It’s common for artists to work an insane amount of hours on their work. If you’re an artist you know what being an artist means, WORK, all the time. Even when you’re not working, you’re working. A walk in the park with friends is research; going to the movies could potentially flood your mind with ideas for a new work. There is never rest for an artist.
I sometimes wish that I was one of these people that could simply go out with my friends for a nice quiet night and enjoy a meal with them at dinner. Instead I am always thinking about making something, a plate of food can potentially lend a color palette to new collage, a remark about a book that a friend is reading, opens up doorways into new ideas that were not there before. The potential for creating new work is everywhere for me. I wish I could relax sometimes and just play a game of ultimate Frisbee with my friends, or be one of those people who is looking forward to the weekend. My schedule as an artist never seems to stop; I am always in a state of making something.
If I have friends over for dinner, I have them over to cook for them, and the process of preparing food, is a creative process that often lends itself to my practice as an artist. Food it seems has a particular way of opening the mind up, it utilizes all of our senses. It’s a shame in our rushed world now; people have lost the fine art of cooking for people.
The subtlety of flavor at mealtime have been lost, dinner now is frequently consumed in front of the television, or even sadder food is stuffed into our mouth during a drive, we have lost touch with this most precious of human rituals. Microwaves have replaced the stove top that allows for the aroma of food to fill the home; instead food comes frozen now in pre-package containers, there is no mess in the preparation of a meal. One of the joys of creating a meal is the joy of cleaning the pots and pans, something I am guilty of neglecting.
Art is a lot like cooking, it requires a process of making that is much like cooking, we have ingredients for both, a manner in which preparing them, a way to put them together, and we even as artist share our recipes with other artists. When we cook we should pay attention to how certain flavors work with one another. I think back to my father’s boyfriend of 15 years and his recipe for a tomato sauce, which required 3 days of cooking before the sauce was ready to eat. When I was a kid my brother and sister and I would look forward to this sauce, which we only had a chance to eat in the summer when we visited my father in Las Vegas. The sauce I can still taste it on my tongue now, it was loaded with garlic, oregano, basil, and thyme, the thing that really gave it a punch however, was coffee grounds. What is truly astonishing is that even after all these years I can taste that sauce, mixed with these amazing meat balls that he made. My Father’s boyfriend, Cliff Smith, died of HIV/AIDS in 1992, his death was devastating to my family, Cliff was like a father to my siblings and I, what the power of cooking gives us in many ways is immortality. He taught me that recipe, and when I cook that sauce I think of him, I hear his voice, I remember being in the kitchen with him and helping him prepare the meal, I can remember the sound of his voice, telling me the same things that I am writing about here. Food is essential, cooking is essential, cooking for others is essential, teaching others to cook is essential, eating is essential, sharing a meal with others is essential. Why is cooking important? it means being creative, it means being alive and it means having a communal experience, it means being human. Creating art is the same, it is essential to the human to create, it is what makes us human, the process of creating is intertwined in the spiritual, creating is what makes as live on even after we have died.
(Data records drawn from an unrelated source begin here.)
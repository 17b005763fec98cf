//! Persistent camera settings.
//!
//! [`CameraConfig`] is the serialisable half of a camera: everything a
//! `Camera3D` needs to be rebuilt, nothing it computes per frame. JSON keys
//! are camelCase, vectors are `{x, y, z}` objects and colours are hex
//! strings, so a saved file is readable and hand-editable.

use std::fs;
use std::path::Path;

use glam::Vec3;
use serde::{Deserialize, Serialize};

use crate::world::Color;

pub const MIN_FOV: f32 = 1.0;
pub const MAX_FOV: f32 = 179.0;

#[derive(Debug, thiserror::Error)]
pub enum ConfigError {
    #[error("config I/O: {0}")]
    Io(#[from] std::io::Error),

    #[error("config JSON: {0}")]
    Json(#[from] serde_json::Error),

    #[error("near plane must be > 0 and < far plane (near={near}, far={far})")]
    Planes { near: f32, far: f32 },

    #[error("resolution must be non-zero (got {width}x{height})")]
    Resolution { width: usize, height: usize },
}

/// `{x, y, z}` on the wire.
#[derive(Clone, Copy, Debug, Default, PartialEq, Serialize, Deserialize)]
pub struct Vector3 {
    pub x: f32,
    pub y: f32,
    pub z: f32,
}

impl Vector3 {
    pub const fn new(x: f32, y: f32, z: f32) -> Self {
        Self { x, y, z }
    }
}

impl From<Vec3> for Vector3 {
    fn from(v: Vec3) -> Self {
        Self::new(v.x, v.y, v.z)
    }
}

impl From<Vector3> for Vec3 {
    fn from(v: Vector3) -> Self {
        Vec3::new(v.x, v.y, v.z)
    }
}

#[derive(Clone, Copy, Debug, Default, PartialEq, Eq, Serialize, Deserialize)]
#[serde(rename_all = "lowercase")]
pub enum BackgroundType {
    #[default]
    Skyfloor,
    Transparent,
    Solid,
}

#[derive(Clone, Debug, PartialEq, Serialize, Deserialize)]
#[serde(default, rename_all = "camelCase")]
pub struct CameraConfig {
    pub position: Vector3,
    /// Degrees: `x` pitch, `y` yaw, `z` roll.
    pub rotation: Vector3,
    pub field_of_view: f32,
    pub near_plane: f32,
    pub far_plane: f32,
    pub width: usize,
    pub height: usize,
    pub active: bool,

    pub background_type: BackgroundType,
    pub background_color: Color,
    pub sky_color: Color,
    pub sky_horizon_color: Color,
    pub floor_horizon_color: Color,
    pub floor_color: Color,

    pub enable_backface_culling: bool,

    pub light_direction: Vector3,
    pub light_color: Color,
    pub light_intensity: f32,
    pub ambient_intensity: f32,

    pub use_dynamic_lighting: bool,
    pub max_lights: usize,
    pub light_find_distance: f32,

    pub specular_enabled: bool,
    pub specular_bleeding_enabled: bool,
    pub specular_per_mesh: bool,

    pub show_debug_info: bool,
}

impl Default for CameraConfig {
    fn default() -> Self {
        Self {
            position: Vector3::new(0.0, 0.0, 1.7),
            rotation: Vector3::default(),
            field_of_view: 60.0,
            near_plane: 0.1,
            far_plane: 1000.0,
            width: 320,
            height: 240,
            active: true,

            background_type: BackgroundType::Skyfloor,
            background_color: Color::rgb(0, 0, 0),
            sky_color: Color::rgb(40, 80, 160),
            sky_horizon_color: Color::rgb(170, 200, 235),
            floor_horizon_color: Color::rgb(110, 100, 85),
            floor_color: Color::rgb(45, 40, 35),

            enable_backface_culling: true,

            light_direction: Vector3::new(0.3, 0.2, -1.0),
            light_color: Color::WHITE,
            light_intensity: 1.0,
            ambient_intensity: 0.3,

            use_dynamic_lighting: true,
            max_lights: 4,
            light_find_distance: 50.0,

            specular_enabled: true,
            specular_bleeding_enabled: false,
            specular_per_mesh: false,

            show_debug_info: false,
        }
    }
}

impl CameraConfig {
    /// Check the planes and the resolution. FOV is not checked here; the
    /// camera clamps it.
    pub fn validate(&self) -> Result<(), ConfigError> {
        validate_planes(self.near_plane, self.far_plane)?;
        validate_resolution(self.width, self.height)
    }

    pub fn to_json(&self) -> Result<String, ConfigError> {
        Ok(serde_json::to_string_pretty(self)?)
    }

    /// Parse and validate. Missing keys take their defaults.
    pub fn from_json(s: &str) -> Result<Self, ConfigError> {
        let cfg: Self = serde_json::from_str(s)?;
        cfg.validate()?;
        Ok(cfg)
    }

    pub fn save(&self, path: impl AsRef<Path>) -> Result<(), ConfigError> {
        fs::write(path, self.to_json()?)?;
        Ok(())
    }

    pub fn load(path: impl AsRef<Path>) -> Result<Self, ConfigError> {
        let path = path.as_ref();
        let cfg = Self::from_json(&fs::read_to_string(path)?)?;
        log::debug!("loaded camera config from {}", path.display());
        Ok(cfg)
    }
}

pub fn validate_planes(near: f32, far: f32) -> Result<(), ConfigError> {
    // written to reject NaN as well
    if near > 0.0 && far > near {
        Ok(())
    } else {
        Err(ConfigError::Planes { near, far })
    }
}

pub fn validate_resolution(width: usize, height: usize) -> Result<(), ConfigError> {
    if width == 0 || height == 0 {
        return Err(ConfigError::Resolution { width, height });
    }
    Ok(())
}

/// Clamp into `[MIN_FOV, MAX_FOV]`; NaN becomes the default.
pub fn clamp_fov(fov: f32) -> f32 {
    if fov.is_nan() {
        return CameraConfig::default().field_of_view;
    }
    fov.clamp(MIN_FOV, MAX_FOV)
}
use hecs::World;

use super::components::{Orbit, Spin};
use crate::world::{Mesh, PointLight};

/* ── Spin: yaw meshes in place ─────────────────────────────────────── */
pub fn spin(world: &mut World, dt: f32) {
    for (_, (mesh, spin)) in world.query_mut::<(&mut Mesh, &Spin)>() {
        mesh.set_yaw(mesh.yaw() + spin.degrees_per_second * dt);
    }
}

/* ── Orbit: carry lights around their centre ──────────────────────── */
pub fn orbit(world: &mut World, dt: f32) {
    for (_, (light, orbit)) in world.query_mut::<(&mut PointLight, &mut Orbit)>() {
        orbit.angle = (orbit.angle + orbit.degrees_per_second * dt).rem_euclid(360.0);
        light.pos = orbit.position();
    }
}
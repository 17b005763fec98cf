mod camera;
mod color;
mod light;
mod mesh;

pub use camera::{Camera, ParentTransform};

pub use color::{Color, ColorError};

pub use light::{LightContribution, LightSource, PointLight, SHADOW_BIAS, ray_triangle_intersect};

pub use mesh::{Face, FaceIndices, Material, Mesh, Renderable3D, Surface};
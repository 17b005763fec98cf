use std::time::{Duration, Instant};

use super::{Scene, systems};

pub const TIC_RATE: u32 = 35;
pub const DT: f32 = 1.0 / TIC_RATE as f32;
const TIC: Duration = Duration::from_micros(1_000_000 / TIC_RATE as u64);

/// Owns the scene and drives its systems at a fixed rate.
pub struct TicRunner {
    scene: Scene,
    last: Instant,
}

impl Default for TicRunner {
    fn default() -> Self {
        Self::new(Scene::default())
    }
}

impl TicRunner {
    pub fn new(scene: Scene) -> Self {
        Self {
            scene,
            last: Instant::now(),
        }
    }

    #[inline]
    pub fn scene(&self) -> &Scene {
        &self.scene
    }

    #[inline]
    pub fn scene_mut(&mut self) -> &mut Scene {
        &mut self.scene
    }

    /// Catch up with real time. Runs every due tic, then renders the active
    /// camera once if anything ran. Returns the number of tics.
    pub fn pump(&mut self) -> usize {
        let mut tics = 0;
        while self.last.elapsed() >= TIC {
            self.tick();
            self.last += TIC;
            tics += 1;
        }
        if tics > 0 {
            self.scene.render();
        }
        tics
    }

    /// One tic followed by a render, regardless of the clock.
    pub fn step(&mut self) {
        self.tick();
        self.scene.render();
    }

    /* ---------------------------------------------------------------- */
    /* internal: run one fixed-rate tic                                  */
    /* ---------------------------------------------------------------- */
    fn tick(&mut self) {
        let world = self.scene.world_mut();
        systems::spin(world, DT);
        systems::orbit(world, DT);
    }
}

#[cfg(test)]
mod tests {
    use super::*;
    use crate::engine::Camera3D;
    use crate::scene::Spin;
    use crate::world::{Mesh, Surface};

    #[test]
    fn step_animates_and_renders() {
        let mut runner = TicRunner::default();
        let scene = runner.scene_mut();
        let cube = scene.spawn_mesh(Mesh::cube("c", 1.0, Surface::default()));
        scene
            .world_mut()
            .insert_one(cube, Spin {
                degrees_per_second: TIC_RATE as f32,
            })
            .unwrap();
        let cam = scene.spawn_camera(Camera3D::default());

        runner.step();

        let world = runner.scene().world();
        assert!((world.get::<&Mesh>(cube).unwrap().yaw() - 1.0).abs() < 1e-4);
        assert_eq!(world.get::<&Camera3D>(cam).unwrap().stats().meshes, 1);
    }

    #[test]
    fn pump_is_idle_before_first_tic() {
        let mut runner = TicRunner::default();
        assert_eq!(runner.pump(), 0);
    }
}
For each new morning with its light,
For rest and shelter of the night,
For health and food,
For love and friends,
For everything Thy goodness sends.
Emerson
I am thankful I learned to cook as a child, I am thankful for all of the people in my life that taught me to cook. Every time I cut a squash, or prepare some rice, or even boil water, it brings me back to the people that have taught me. This is the same kind of gratitude I have for artists. I recently saw the Herzog documentary about cave paintings; I could not help but feel such an awe and reverence for the artists that made the paintings. What was even more amazing about the cave paintings is that the people that visited the caves, there is evidence that they visited them for over 5000 years. No one knows for certain why the cave was so important to the people of that time, or even why they painted the animals on the walls, but what we do know is that in way they have achieved immortality, they succeeded in preserving a part of human culture that most certainly would have been lost. I have such a reverence for other artists work because of this, I love looking at what my peers are making, what people before me have made, I can learn from what they have done, take their process their ideas, expand my own from this. Just as the recipes I cook in the kitchen are not exactly the same as the recipes I was taught as a boy, artwork and cooking becomes a continuation of thought.
For me my motivation for being an artist is not about making a work that will be hung in a museum or a gallery to bought by some rich collector (that would be nice and I wouldn’t object), what I really want from the experience of being an artist is to participate more fully each and everyday in the richness that being human gives us, to allow myself each day to develop a deeper appreciation of the world, to undo my learned fears and self doubt through the process of creating.